GOAL OF THE EXERCISE » Identify every line in the records below that contains the word "static", and reproduce each one.

DATA FOR THIS EXERCISE »

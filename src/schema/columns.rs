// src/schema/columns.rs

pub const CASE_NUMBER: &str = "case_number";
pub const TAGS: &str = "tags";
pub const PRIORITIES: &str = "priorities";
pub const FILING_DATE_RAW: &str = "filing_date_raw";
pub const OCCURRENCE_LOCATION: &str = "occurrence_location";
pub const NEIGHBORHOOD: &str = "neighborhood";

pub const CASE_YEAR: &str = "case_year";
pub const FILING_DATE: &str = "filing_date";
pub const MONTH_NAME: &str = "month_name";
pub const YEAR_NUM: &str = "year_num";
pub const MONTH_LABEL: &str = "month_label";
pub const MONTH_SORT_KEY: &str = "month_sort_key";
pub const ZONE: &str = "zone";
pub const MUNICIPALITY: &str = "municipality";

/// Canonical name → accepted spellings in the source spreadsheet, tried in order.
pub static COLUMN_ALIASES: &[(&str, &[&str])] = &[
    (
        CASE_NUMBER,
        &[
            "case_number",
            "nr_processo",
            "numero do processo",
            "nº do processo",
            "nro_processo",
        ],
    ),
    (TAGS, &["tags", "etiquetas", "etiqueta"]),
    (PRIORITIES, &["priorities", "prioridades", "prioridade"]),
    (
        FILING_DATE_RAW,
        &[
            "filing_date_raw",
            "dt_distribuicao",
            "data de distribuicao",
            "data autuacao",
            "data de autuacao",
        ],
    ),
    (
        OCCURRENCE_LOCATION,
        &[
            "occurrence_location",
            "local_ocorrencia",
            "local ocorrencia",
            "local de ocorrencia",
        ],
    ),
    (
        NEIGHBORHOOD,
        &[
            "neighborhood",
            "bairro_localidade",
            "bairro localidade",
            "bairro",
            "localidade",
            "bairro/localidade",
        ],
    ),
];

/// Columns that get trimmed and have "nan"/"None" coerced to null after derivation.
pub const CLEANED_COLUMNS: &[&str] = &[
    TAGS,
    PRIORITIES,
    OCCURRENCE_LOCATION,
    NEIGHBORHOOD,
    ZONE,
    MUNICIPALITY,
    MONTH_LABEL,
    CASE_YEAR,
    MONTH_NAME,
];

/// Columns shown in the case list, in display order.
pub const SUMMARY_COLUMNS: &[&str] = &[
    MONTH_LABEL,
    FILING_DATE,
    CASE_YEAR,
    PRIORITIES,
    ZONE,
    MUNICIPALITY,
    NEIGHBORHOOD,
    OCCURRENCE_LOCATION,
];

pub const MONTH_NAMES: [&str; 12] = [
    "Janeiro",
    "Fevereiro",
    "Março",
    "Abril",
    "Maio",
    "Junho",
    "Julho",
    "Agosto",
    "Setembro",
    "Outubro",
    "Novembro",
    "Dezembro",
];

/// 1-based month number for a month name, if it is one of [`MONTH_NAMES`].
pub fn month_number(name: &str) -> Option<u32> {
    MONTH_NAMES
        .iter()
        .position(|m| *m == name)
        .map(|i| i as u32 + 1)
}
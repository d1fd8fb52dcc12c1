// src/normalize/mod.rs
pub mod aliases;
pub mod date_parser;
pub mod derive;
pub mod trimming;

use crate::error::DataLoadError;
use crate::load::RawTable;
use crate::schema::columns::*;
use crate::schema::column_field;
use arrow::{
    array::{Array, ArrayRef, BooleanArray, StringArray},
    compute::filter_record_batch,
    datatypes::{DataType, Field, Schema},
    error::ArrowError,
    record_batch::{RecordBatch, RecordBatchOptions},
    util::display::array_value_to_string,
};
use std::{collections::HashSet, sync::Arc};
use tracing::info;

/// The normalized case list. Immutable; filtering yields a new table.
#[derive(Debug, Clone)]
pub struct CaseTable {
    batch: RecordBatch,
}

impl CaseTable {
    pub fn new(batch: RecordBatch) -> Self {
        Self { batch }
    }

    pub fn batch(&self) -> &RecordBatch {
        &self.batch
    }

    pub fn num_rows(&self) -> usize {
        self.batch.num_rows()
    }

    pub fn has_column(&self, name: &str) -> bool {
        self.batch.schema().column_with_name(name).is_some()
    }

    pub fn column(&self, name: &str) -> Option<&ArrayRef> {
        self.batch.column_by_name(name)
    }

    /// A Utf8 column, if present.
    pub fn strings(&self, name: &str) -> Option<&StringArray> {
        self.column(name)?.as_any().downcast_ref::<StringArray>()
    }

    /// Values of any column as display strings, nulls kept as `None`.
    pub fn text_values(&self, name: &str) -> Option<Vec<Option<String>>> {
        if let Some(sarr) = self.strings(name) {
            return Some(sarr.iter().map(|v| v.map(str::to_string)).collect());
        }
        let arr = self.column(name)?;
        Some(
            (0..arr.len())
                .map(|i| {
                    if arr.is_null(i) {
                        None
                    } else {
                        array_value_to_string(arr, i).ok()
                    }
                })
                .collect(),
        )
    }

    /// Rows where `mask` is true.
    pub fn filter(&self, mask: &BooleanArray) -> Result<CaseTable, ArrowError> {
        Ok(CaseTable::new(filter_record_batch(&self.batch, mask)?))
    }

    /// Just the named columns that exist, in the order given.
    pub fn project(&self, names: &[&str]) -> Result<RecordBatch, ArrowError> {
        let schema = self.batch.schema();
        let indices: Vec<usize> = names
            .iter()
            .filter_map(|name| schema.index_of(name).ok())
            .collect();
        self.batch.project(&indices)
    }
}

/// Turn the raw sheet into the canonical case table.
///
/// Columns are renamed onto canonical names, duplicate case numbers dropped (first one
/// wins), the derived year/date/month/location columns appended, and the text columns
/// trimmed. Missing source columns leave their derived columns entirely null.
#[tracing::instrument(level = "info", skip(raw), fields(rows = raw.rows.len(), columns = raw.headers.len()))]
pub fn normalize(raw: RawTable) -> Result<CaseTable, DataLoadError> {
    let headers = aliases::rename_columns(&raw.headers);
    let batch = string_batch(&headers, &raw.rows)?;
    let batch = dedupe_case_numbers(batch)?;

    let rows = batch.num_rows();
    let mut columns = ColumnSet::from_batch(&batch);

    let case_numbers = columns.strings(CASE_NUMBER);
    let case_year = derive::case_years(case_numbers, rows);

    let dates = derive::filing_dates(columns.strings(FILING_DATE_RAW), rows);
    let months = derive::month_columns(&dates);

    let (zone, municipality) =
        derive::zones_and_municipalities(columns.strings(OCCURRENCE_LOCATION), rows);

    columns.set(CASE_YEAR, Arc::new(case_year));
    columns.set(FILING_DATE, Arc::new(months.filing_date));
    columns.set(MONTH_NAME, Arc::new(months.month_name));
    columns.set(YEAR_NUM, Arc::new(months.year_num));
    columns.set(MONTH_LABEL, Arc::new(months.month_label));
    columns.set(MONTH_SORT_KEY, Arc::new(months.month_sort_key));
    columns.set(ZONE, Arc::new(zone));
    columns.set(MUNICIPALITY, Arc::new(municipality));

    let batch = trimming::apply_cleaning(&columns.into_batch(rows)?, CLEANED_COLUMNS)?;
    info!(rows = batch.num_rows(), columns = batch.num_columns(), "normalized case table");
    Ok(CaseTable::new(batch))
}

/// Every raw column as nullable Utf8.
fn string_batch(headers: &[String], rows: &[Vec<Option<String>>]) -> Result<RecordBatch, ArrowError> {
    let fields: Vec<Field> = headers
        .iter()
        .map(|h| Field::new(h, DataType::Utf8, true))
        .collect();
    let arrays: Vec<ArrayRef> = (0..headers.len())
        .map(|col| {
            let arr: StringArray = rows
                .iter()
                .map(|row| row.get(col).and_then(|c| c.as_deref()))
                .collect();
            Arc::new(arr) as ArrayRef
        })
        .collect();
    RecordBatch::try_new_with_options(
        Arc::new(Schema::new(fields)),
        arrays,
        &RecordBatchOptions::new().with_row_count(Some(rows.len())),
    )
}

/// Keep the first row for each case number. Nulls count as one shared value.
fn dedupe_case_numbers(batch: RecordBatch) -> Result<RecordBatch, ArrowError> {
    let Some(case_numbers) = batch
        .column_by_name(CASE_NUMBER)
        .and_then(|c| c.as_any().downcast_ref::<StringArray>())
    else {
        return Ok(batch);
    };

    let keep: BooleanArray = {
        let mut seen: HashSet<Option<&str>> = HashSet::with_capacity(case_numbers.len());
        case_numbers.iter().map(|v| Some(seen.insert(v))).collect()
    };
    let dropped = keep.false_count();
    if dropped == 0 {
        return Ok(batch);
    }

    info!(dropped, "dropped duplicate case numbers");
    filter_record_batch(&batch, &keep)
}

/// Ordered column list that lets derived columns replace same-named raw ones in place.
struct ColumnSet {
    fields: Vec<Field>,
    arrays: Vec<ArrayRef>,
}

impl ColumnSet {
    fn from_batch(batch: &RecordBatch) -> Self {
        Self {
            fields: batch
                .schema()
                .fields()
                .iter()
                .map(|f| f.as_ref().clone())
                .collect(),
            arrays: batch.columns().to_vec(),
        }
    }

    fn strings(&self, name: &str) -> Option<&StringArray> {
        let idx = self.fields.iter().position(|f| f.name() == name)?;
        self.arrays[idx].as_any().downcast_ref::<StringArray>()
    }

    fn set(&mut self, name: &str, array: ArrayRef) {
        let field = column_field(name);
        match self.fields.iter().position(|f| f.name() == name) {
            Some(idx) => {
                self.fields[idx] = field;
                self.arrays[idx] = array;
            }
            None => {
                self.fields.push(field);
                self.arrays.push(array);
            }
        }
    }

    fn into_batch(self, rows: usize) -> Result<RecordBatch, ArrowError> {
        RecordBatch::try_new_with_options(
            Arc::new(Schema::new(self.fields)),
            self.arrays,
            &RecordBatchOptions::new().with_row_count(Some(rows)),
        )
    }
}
...
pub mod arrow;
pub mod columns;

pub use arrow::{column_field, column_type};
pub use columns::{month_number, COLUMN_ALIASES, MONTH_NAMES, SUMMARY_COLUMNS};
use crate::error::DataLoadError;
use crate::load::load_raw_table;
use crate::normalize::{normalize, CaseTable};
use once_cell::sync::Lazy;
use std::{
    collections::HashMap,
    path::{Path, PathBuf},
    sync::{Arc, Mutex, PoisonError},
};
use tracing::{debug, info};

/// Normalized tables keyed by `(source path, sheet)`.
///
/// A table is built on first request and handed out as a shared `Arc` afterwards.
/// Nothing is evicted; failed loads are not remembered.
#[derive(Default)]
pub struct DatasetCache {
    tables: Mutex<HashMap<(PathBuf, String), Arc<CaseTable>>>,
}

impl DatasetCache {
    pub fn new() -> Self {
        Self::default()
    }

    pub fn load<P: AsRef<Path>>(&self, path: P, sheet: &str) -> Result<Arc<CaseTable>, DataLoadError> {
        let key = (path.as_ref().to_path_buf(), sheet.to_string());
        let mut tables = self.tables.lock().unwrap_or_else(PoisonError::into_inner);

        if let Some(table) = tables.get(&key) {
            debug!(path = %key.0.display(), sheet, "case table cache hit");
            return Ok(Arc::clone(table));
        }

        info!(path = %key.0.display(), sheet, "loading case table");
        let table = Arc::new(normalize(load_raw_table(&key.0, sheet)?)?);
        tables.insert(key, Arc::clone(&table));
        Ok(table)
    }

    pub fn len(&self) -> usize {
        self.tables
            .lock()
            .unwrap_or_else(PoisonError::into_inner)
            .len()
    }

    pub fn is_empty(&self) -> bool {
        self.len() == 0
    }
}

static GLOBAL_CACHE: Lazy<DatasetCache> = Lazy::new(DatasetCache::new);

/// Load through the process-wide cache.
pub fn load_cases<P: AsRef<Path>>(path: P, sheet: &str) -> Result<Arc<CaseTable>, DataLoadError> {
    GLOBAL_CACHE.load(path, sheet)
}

ANSWER BOX »
pub static COLUMN_ALIASES: &[(&str, &[&str])] = &[
static GLOBAL_CACHE: Lazy<DatasetCache> = Lazy::new(DatasetCache::new);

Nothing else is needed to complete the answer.